From the introduction to the test report:
MISTY PICTURE was sponsored by the Defense Nuclear Agency (DNA), with Field Command. DNA (FCDNA) being tasked with executing the event. The primary objective of the test is to provide an airblast and ground shock environment for DoD-sponsored experiments. These experiments are designed to determine the response of tactical and strategic weapon systems, communications equipment, vehicles and a variety of structures to a simulated nuclear environment. A secondary objective is to provide a thermal environment (in conjunction with the airblast) for specific experiments. A third objective is to provide a simulated nuclear precursor environment in support of the Air Force Hardened Mobile Launcher (HML) program.
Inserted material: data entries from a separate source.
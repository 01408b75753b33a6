//! Extension contracts for attaching credentials to outbound requests.

pub mod request_signer;

pub use request_signer::*;
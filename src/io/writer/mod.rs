// SPDX-FileCopyrightText: 2026 ArcheBase
//
// SPDX-License-Identifier: MulanPSL-2.0

//! Writer for one output archive.
//!
//! An [`ArchiveWriter`] owns one logical archive: a fresh directory, its
//! data files and its `metadata.yaml`. When a capacity limit of the storage
//! options is reached it rolls over to a new data file; callers keep
//! writing to the same archive and receive a single metadata summary.
//!
//! Data files are named `<base>_<n>.<ext>`, where `<base>` is the last
//! component of the archive path.

use std::collections::HashMap;
use std::fs::{self, File};
use std::path::{Path, PathBuf};
use std::sync::Arc;

use tracing::{debug, warn};

use crate::core::CompressionMode;
use crate::io::metadata::{
    ArchiveMetadata, FileInformation, Record, TopicInformation, TopicMetadata,
};
use crate::io::registry::StorageRegistry;
use crate::io::traits::{StorageBackend, StorageWriter, WriteSettings};
use crate::{BagError, Result};

/// Default compression format when a compression mode is set without one.
pub const DEFAULT_COMPRESSION_FORMAT: &str = "zstd";

/// Suffix of data files compressed in file mode.
pub const FILE_COMPRESSION_SUFFIX: &str = ".zstd";

/// Statistics of the data file currently being written.
#[derive(Debug)]
struct OpenFile {
    name: String,
    path: PathBuf,
    starting_time: Option<u64>,
    last_time: u64,
    message_count: u64,
}

impl OpenFile {
    fn new(name: String, path: PathBuf) -> Self {
        Self {
            name,
            path,
            starting_time: None,
            last_time: 0,
            message_count: 0,
        }
    }

    fn observe(&mut self, timestamp: u64) {
        self.starting_time = Some(self.starting_time.map_or(timestamp, |t| t.min(timestamp)));
        self.last_time = self.last_time.max(timestamp);
        self.message_count += 1;
    }

    fn duration(&self) -> u64 {
        self.starting_time
            .map_or(0, |start| self.last_time.saturating_sub(start))
    }
}

/// Writer for one logical output archive.
pub struct ArchiveWriter {
    uri: String,
    dir: PathBuf,
    base_name: String,
    backend: Arc<dyn StorageBackend>,
    settings: WriteSettings,

    current: Option<Box<dyn StorageWriter>>,
    current_file: Option<OpenFile>,
    next_index: usize,

    topics: Vec<TopicMetadata>,
    topic_index: HashMap<String, usize>,
    topic_counts: Vec<u64>,

    files: Vec<FileInformation>,
    message_count: u64,
    min_timestamp: Option<u64>,
    max_timestamp: u64,

    finished: Option<ArchiveMetadata>,
    abandoned: bool,
}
A more detailed description later in the report:
MISTY PICTURE will be a High Explosive (HE) event designed to provide a blast, thermal, and shock environment for the Department of Defense (DOD), U.S. Government Agencies, and foreign governments sponsoring target experiments. For selected experiments, seven Thermal Radiation Sources (TRS) are placed at varying distances from Ground Zero (GZ) to augment the blast and shock environment by providing thermal radiation. The TRS will operate just prior to detonation of the explosive charge. Execution is currently scheduled for 14 May 1987. MISTY PICTURE will detonate 4,880 tons of Ammonium Nitrate Fuel Oil (ANFO) placed at ground level. Test objectives
are to:
1. Record blast and shock environment.
2. Record damage to weapons, shelters and systems.
3. Record synergistic effects of blast and thermal environments.
4. Increase weapons effects data base.
In addition to the before mentioned objectives, four Talos/Terrier missiles and 20 Viper rockets will be fired into the dust cloud produced by the MISTY PICTURE detonation during the T+1 minute to T+3 minute time period. The missile payloads are ballistic re-entry vehicles being tested for the effects of dust erosion on their surfaces and trajectories. The rockets are samplers to define the environment that the re-entry vehicles were exposed to.

==Event description==
The test was conducted at the Permanent High Explosive Test Site (PHETS) on White Sands Missile Range (WSMR), approximately 20 mi south of the Northern Range boundary. Ground Zero (GZ) was approximately 500 ft south-southeast from the GZ used for the very similar June 1985 Minor Scale event.

Gracon Corporation (Loveland, Colorado) did the helium dispersion into the layer simulating a thermal layer in order to create the shock precursor.
The precursor simulated this environment by providing a two-foot high layer
of helium gas contained beneath eight mylar envelopes. [...] Since pressure waves advance faster in helium than in air, the shockwave moved faster in the helium environment and produced a simulated precursor.